2.3.2. Fibrosis Induction Protocol

The CCl₄-induced hepatic fibrosis mouse model was established based on a previously reported method with modifications [29]. The entire experiment lasted 6 weeks. From Day 1, treatment groups received daily oral administration of GDP, GP, or GAA. Starting in Week 3, all groups except the normal control (NOR) received intraperitoneal injections of CCl₄ (0.4 μL/g body weight in olive oil) three times per week for six consecutive weeks, for a total of 18 injections. This prospective design allowed GDP, GP, or GAA to be administered as a prophylactic intervention, enabling evaluation of their ability to prevent or attenuate fibrosis development. At the end of Week 6, all animals were sacrificed for histopathological, biochemical, and molecular analyses.

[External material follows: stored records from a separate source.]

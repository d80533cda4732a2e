use serde::{Deserialize, Serialize};

pub const GAME_IN_PROGRESS_MESSAGE: &str =
    "Game already in progress. Please wait for the next round.";
pub const INVALID_NAME_MESSAGE: &str = "Invalid name. Please enter a valid name.";
pub const GAME_NOT_STARTED_MESSAGE: &str = "Game has not started yet.";
pub const PLAYER_NOT_FOUND_MESSAGE: &str = "Player not found.";

#[derive(Serialize, Deserialize, Debug, Clone, PartialEq, Eq)]
pub struct LeaderboardEntry {
    pub name: String,
    pub score: u32,
}

#[derive(Serialize, Deserialize, Debug, PartialEq)]
pub enum ClientMessage {
    Join(String),
    SubmitAnswer(i32),
}

#[derive(Serialize, Deserialize, Debug, Clone, PartialEq)]
pub enum ServerMessage {
    Error {
        message: String,
    },
    /// Current roster in join order, rebroadcast on every join and leave.
    PlayerList {
        names: Vec<String>,
    },
    Countdown {
        seconds: u32,
    },
    /// The round has begun. Every player starts on the same first
    /// problem; follow-ups are issued per player via `NewProblem`.
    GameStarted {
        duration_secs: u32,
        problem: String,
    },
    RoundTimer {
        seconds: u32,
    },
    NewProblem {
        problem: String,
    },
    AnswerResult {
        correct: bool,
        correct_answer: Option<i32>,
    },
    GameOver {
        leaderboard: Vec<LeaderboardEntry>,
    },
}

impl ServerMessage {
    pub fn variant_name(&self) -> &'static str {
        match self {
            Self::Error { .. } => "Error",
            Self::PlayerList { .. } => "PlayerList",
            Self::Countdown { .. } => "Countdown",
            Self::GameStarted { .. } => "GameStarted",
            Self::RoundTimer { .. } => "RoundTimer",
            Self::NewProblem { .. } => "NewProblem",
            Self::AnswerResult { .. } => "AnswerResult",
            Self::GameOver { .. } => "GameOver",
        }
    }
}

pub fn version() -> u64 {
    env!("CARGO_PKG_VERSION")
        .split('.')
        .next()
        .expect("failed to get major version")
        .parse()
        .expect("failed to parse major version")
}

#[cfg(test)]
mod tests {
    use bincode::{
        config::standard,
        serde::{decode_from_slice, encode_to_vec},
    };

    use super::*;

    #[test]
    fn client_messages_survive_a_wire_trip() {
        let message = ClientMessage::Join("Alice".to_string());
        let payload = encode_to_vec(&message, standard()).unwrap();
        let (decoded, _) = decode_from_slice::<ClientMessage, _>(&payload, standard()).unwrap();
        assert_eq!(decoded, message);
    }

    #[test]
    fn leaderboard_order_is_preserved_on_the_wire() {
        let message = ServerMessage::GameOver {
            leaderboard: vec![
                LeaderboardEntry {
                    name: "Bob".to_string(),
                    score: 5,
                },
                LeaderboardEntry {
                    name: "Alice".to_string(),
                    score: 2,
                },
            ],
        };

        let payload = encode_to_vec(&message, standard()).unwrap();
        let (decoded, _) = decode_from_slice::<ServerMessage, _>(&payload, standard()).unwrap();
        assert_eq!(decoded, message);
    }

    #[test]
    fn variant_names_match_the_wire_vocabulary() {
        let message = ServerMessage::AnswerResult {
            correct: false,
            correct_answer: Some(-3),
        };
        assert_eq!(message.variant_name(), "AnswerResult");
    }
}
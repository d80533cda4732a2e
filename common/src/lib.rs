pub mod constants;
pub mod name;
pub mod net;
pub mod problem;
pub mod protocol;
pub mod time;
use std::fmt;

use crate::constants::MAX_NAME_LENGTH;

#[derive(Debug, PartialEq)]
pub enum NameError {
    Empty,
    TooLong,
}

impl fmt::Display for NameError {
    fn fmt(&self, f: &mut fmt::Formatter<'_>) -> fmt::Result {
        match self {
            NameError::Empty => write!(f, "Name must not be empty."),
            NameError::TooLong => write!(
                f,
                "Name must be at most {} characters long.",
                MAX_NAME_LENGTH
            ),
        }
    }
}

pub fn sanitize_name(input: &str) -> Result<String, NameError> {
    let trimmed = input.trim();

    if trimmed.is_empty() {
        return Err(NameError::Empty);
    }

    if trimmed.chars().count() > MAX_NAME_LENGTH {
        return Err(NameError::TooLong);
    }

    Ok(trimmed.to_string())
}

#[cfg(test)]
mod tests {
    use super::*;

    #[test]
    fn sanitize_rejects_empty_names() {
        assert_eq!(sanitize_name(""), Err(NameError::Empty));
    }

    #[test]
    fn sanitize_rejects_whitespace_only_names() {
        assert_eq!(sanitize_name("   "), Err(NameError::Empty));
    }

    #[test]
    fn sanitize_rejects_names_that_are_too_long() {
        let long_name = "a".repeat(MAX_NAME_LENGTH + 1);
        assert_eq!(sanitize_name(&long_name), Err(NameError::TooLong));
    }

    #[test]
    fn sanitize_trims_whitespace() {
        assert_eq!(sanitize_name("  Alice  "), Ok("Alice".to_string()));
    }
}
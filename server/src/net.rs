use std::{net::SocketAddr, time::Duration};

use renet::{RenetServer, ServerEvent};
use renet_netcode::{ServerAuthentication, ServerConfig};

use common::{constants::MAX_PLAYERS, net::AppChannel};

pub enum ServerNetworkEvent {
    ClientConnected { client_id: u64 },
    ClientDisconnected { client_id: u64, reason: String },
}

/// Seam between the session logic and the transport. Production uses
/// the renet-backed handle below; tests use `MockServerNetwork`.
pub trait ServerNetworkHandle {
    fn get_event(&mut self) -> Option<ServerNetworkEvent>;
    fn clients_id(&self) -> Vec<u64>;
    fn receive_message(&mut self, client_id: u64, channel: AppChannel) -> Option<Vec<u8>>;
    fn send_message(&mut self, client_id: u64, channel: AppChannel, message: Vec<u8>);
    fn broadcast_message(&mut self, channel: AppChannel, message: Vec<u8>);
    fn disconnect(&mut self, client_id: u64);
}

pub struct RenetServerNetworkHandle<'a> {
    pub server: &'a mut RenetServer,
}

impl ServerNetworkHandle for RenetServerNetworkHandle<'_> {
    fn get_event(&mut self) -> Option<ServerNetworkEvent> {
        self.server.get_event().map(|event| match event {
            ServerEvent::ClientConnected { client_id } => {
                ServerNetworkEvent::ClientConnected { client_id }
            }
            ServerEvent::ClientDisconnected { client_id, reason } => {
                ServerNetworkEvent::ClientDisconnected {
                    client_id,
                    reason: reason.to_string(),
                }
            }
        })
    }

    fn clients_id(&self) -> Vec<u64> {
        self.server.clients_id()
    }

    fn receive_message(&mut self, client_id: u64, channel: AppChannel) -> Option<Vec<u8>> {
        self.server
            .receive_message(client_id, channel)
            .map(|bytes| bytes.to_vec())
    }

    fn send_message(&mut self, client_id: u64, channel: AppChannel, message: Vec<u8>) {
        self.server.send_message(client_id, channel, message);
    }

    fn broadcast_message(&mut self, channel: AppChannel, message: Vec<u8>) {
        self.server.broadcast_message(channel, message);
    }

    fn disconnect(&mut self, client_id: u64) {
        self.server.disconnect(client_id);
    }
}

pub fn build_server_config(
    current_time: Duration,
    protocol_id: u64,
    connectable_addr: SocketAddr,
) -> ServerConfig {
    ServerConfig {
        current_time,
        max_clients: MAX_PLAYERS,
        protocol_id,
        public_addresses: vec![connectable_addr],
        authentication: ServerAuthentication::Unsecure,
    }
}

2.3.3. Sacrifice and Sample Collection

At the end of the sixth week, mice were fasted overnight (14 h), weighed, and euthanized by CO₂ asphyxiation. Blood was collected by cardiac puncture, allowed to clot at room temperature for two hours, then centrifuged at 3000× g for 10 min (Z326K, Hermle Labortechnik, Wehingen, Germany) to obtain serum, which was stored at –20 °C for later biochemical assays. Livers were excised, blotted dry, and weighed. Representative portions were fixed in 10% neutral-buffered formalin for histological processing, while the remaining tissue was rinsed with 0.9% saline and frozen at –80 °C for biochemical and molecular analyses.

2.3.4. Serum Biochemistry

Serum activities of aspartate aminotransferase (AST) and alanine aminotransferase (ALT) were measured by a certified clinical laboratory using an automated biochemical analyzer (Beckman Coulter AU-700, Beckman Coulter Inc., Brea, CA, USA).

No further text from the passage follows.